Under the various conventions, the air carrier is prima facie liable for loss of or damage to cargo during the carriage by air and for delay in delivery of cargo. There are, however, some subtle differences between the various conventions/protocols. The air carrier is prohibited from contracting out of the the convention provisions but does have prescribed defences, which differ depending on the convention/protocol. (See the overviews below for details.)
The air carrier is entitled to limit liability unless the consignor has made a special declaration of value. Under the Warsaw convention and the Hague Protocol the limitation amount is 250 francs (16.58 SDRs) per kilogram. Under the Montreal Protocol the limitation amount is 17 SDRs per kilogram.
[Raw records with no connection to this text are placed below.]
use serde::{Deserialize, Serialize};

use crate::domain::card::{Card, Rank, Suit};

/// Размер стандартной колоды.
pub const DECK_SIZE: usize = 52;

/// Колода карт. В домене — просто упорядоченный список карт.
/// Перемешивание делает engine (через RNG из infra), НЕ здесь.
#[derive(Clone, Debug, Serialize, Deserialize, PartialEq, Eq)]
pub struct Deck {
    pub cards: Vec<Card>,
}

impl Deck {
    /// Стандартная 52-карточная колода в каноническом порядке:
    /// Hearts 2..A, Diamonds 2..A, Clubs 2..A, Spades 2..A.
    pub fn standard_52() -> Self {
        let mut cards = Vec::with_capacity(DECK_SIZE);
        for suit in Suit::ALL {
            for rank in Rank::ALL {
                cards.push(Card::new(rank, suit));
            }
        }
        Deck { cards }
    }

    pub fn from_cards(cards: Vec<Card>) -> Self {
        Deck { cards }
    }

    pub fn len(&self) -> usize {
        self.cards.len()
    }

    pub fn is_empty(&self) -> bool {
        self.cards.is_empty()
    }

    pub fn contains(&self, card: &Card) -> bool {
        self.cards.contains(card)
    }

    /// Взять n карт с начала колоды (или сколько осталось).
    pub fn draw_n(&mut self, n: usize) -> Vec<Card> {
        let n = n.min(self.cards.len());
        self.cards.drain(..n).collect()
    }
}
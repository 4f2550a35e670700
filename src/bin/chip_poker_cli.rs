// src/bin/chip_poker_cli.rs

use std::path::PathBuf;

use chip_poker_engine::api::{execute, Command, CommandResponse, NewGameCommand, PlayRoundCommand};
use chip_poker_engine::domain::{GameConfig, GameState, GameVariant};
use chip_poker_engine::engine::RandomSource;
use chip_poker_engine::infra::{load_config, DeterministicRng, SystemRng};
use clap::{Parser, ValueEnum};
use log::error;

#[derive(Clone, Copy, Debug, ValueEnum)]
enum VariantArg {
    LuckyDraw,
    Showdown,
}

#[derive(Debug, Parser)]
struct Cli {
    /// Вариант игры (игнорируется, если задан --config).
    #[clap(long, short, value_enum, default_value_t = VariantArg::LuckyDraw)]
    variant: VariantArg,
    /// JSON-конфиг игры.
    #[clap(long, short)]
    config: Option<PathBuf>,
    /// Имена участников; по умолчанию стандартный состав варианта.
    #[clap(long, short, value_delimiter = ',')]
    players: Vec<String>,
    /// Ставка, как её ввели бы в поле.
    #[clap(long, short, default_value = "10")]
    bet: String,
    /// Сколько раундов сыграть.
    #[clap(long, short, default_value_t = 5)]
    rounds: u32,
    /// Seed для воспроизводимых раздач.
    #[clap(long)]
    seed: Option<u64>,
}

/// Системный или детерминированный RNG, в зависимости от --seed.
enum CliRng {
    System(SystemRng),
    Seeded(DeterministicRng),
}

impl RandomSource for CliRng {
    fn shuffle<T>(&mut self, slice: &mut [T]) {
        match self {
            CliRng::System(r) => r.shuffle(slice),
            CliRng::Seeded(r) => r.shuffle(slice),
        }
    }
}

fn print_game(state: &GameState) {
    for p in &state.participants {
        let cards: Vec<String> = p.cards.iter().map(|c| c.to_string()).collect();
        println!(
            "    {:<12} chips={:<6} cards=[{}]",
            p.name,
            p.balance.0,
            cards.join(" ")
        );
    }
}

fn main() {
    env_logger::builder()
        .filter_level(log::LevelFilter::Info)
        .format_target(false)
        .format_timestamp_millis()
        .init();

    let cli = Cli::parse();

    let config = match &cli.config {
        Some(path) => match load_config(path) {
            Ok(cfg) => cfg,
            Err(e) => {
                error!("{e}");
                return;
            }
        },
        None => match cli.variant {
            VariantArg::LuckyDraw => GameConfig::lucky_draw_default(),
            VariantArg::Showdown => GameConfig::showdown_default(),
        },
    };

    let mut rng = match cli.seed {
        Some(seed) => CliRng::Seeded(DeterministicRng::from_seed(seed)),
        None => CliRng::System(SystemRng),
    };

    let variant_name = match config.variant {
        GameVariant::LuckyDraw => "LUCKY DRAW",
        GameVariant::Showdown => "SHOWDOWN",
    };
    println!("=== {variant_name} ===\n");

    let new_game = Command::NewGame(NewGameCommand {
        participant_names: cli.players.clone(),
        config,
    });
    let mut state = match execute(None, new_game, &mut rng) {
        Ok((state, _)) => state,
        Err(e) => {
            error!("{}", e.user_message());
            return;
        }
    };
    print_game(&state);

    for _ in 0..cli.rounds {
        let cmd = Command::PlayRound(PlayRoundCommand {
            bet_amount: cli.bet.clone(),
        });
        match execute(Some(&state), cmd, &mut rng) {
            Ok((next, CommandResponse::RoundPlayed { outcome, .. })) => {
                println!("\nRound {}: {}", outcome.round_id, outcome.message);
                state = next;
                print_game(&state);
            }
            Ok((next, _)) => state = next,
            Err(e) => {
                println!("\n{}", e.user_message());
                break;
            }
        }
    }

    println!("\n=== DONE after {} rounds ===", state.rounds_played);
}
Under the Montreal Convention the limitation amount was originally 17 SDRS per kilogram but was increased to 19 SDRs per kilogram in 2009 under the periodic review provisions in art. 24.
There is a profound difference between the Warsaw Convention and the Hague Protocol, on the one hand, and the Montreal Protocol and Montreal Convention, on the other hand, in relation to the loss of the right to limit. Under the Warsaw Convention the carrier can lose the right to limit if the damage is caused by wilful misconduct of the carrier or of his agents acting within the scope of their employment. Under the Hague Protocol the carrier loses the right to limit if it is proved that the damage resulted from an act or omission of the carrier, or his servants or agents acting within the course of their employment, done with intent to cause damage or recklessly and with knowledge that damage would probably result. In contrast, under the Montreal Protocol and Montreal Convention the right to limit liability in respect of claims for damge to cargo is absolute and cannot be lost.
The prescription period for bringing proceedings against the carrier is the same in all Conventions/Protocols and is two years.
For a more detailed overview of the law of Carriage of Goods by Air, see the following papers.
The database contains 14 case summaries relating to Carriage of Goods by Air. The summaries are sorted in reverse date order with 20 summaries per page. If there are more than 20 summaries, use the navigation links at the bottom of the page.
Durunna v. Air Canada, 2013 ABPC 31
The plaintiff shipped 10 laptop computers with Air Canada from Canada to Nigeria. The computers disappeared en route. Air Canada defended the action arguing that its liability was limited pursuant to the terms of the Montreal Convention.
Decision: Plaintiff is entitled to judgment for the value of the computers plus shipping costs.
Held: The Montreal Convention did not do away with the requirement to provide notice of clause limiting liability. Sufficient notice was not given to the plaintiff of the clause.
Comment: This case should be relied upon only after careful consideration. It is probably incorrect. Pursuant to the Carriage of Goods by Air Act, the Montreal Convention (where applicable, as it was here) has the force of law. There are no notice requirements in that convention and Art. 9 specifically provides that non-compliance with documentary requirements shall not affect the applicability of the limitation of liability provisions.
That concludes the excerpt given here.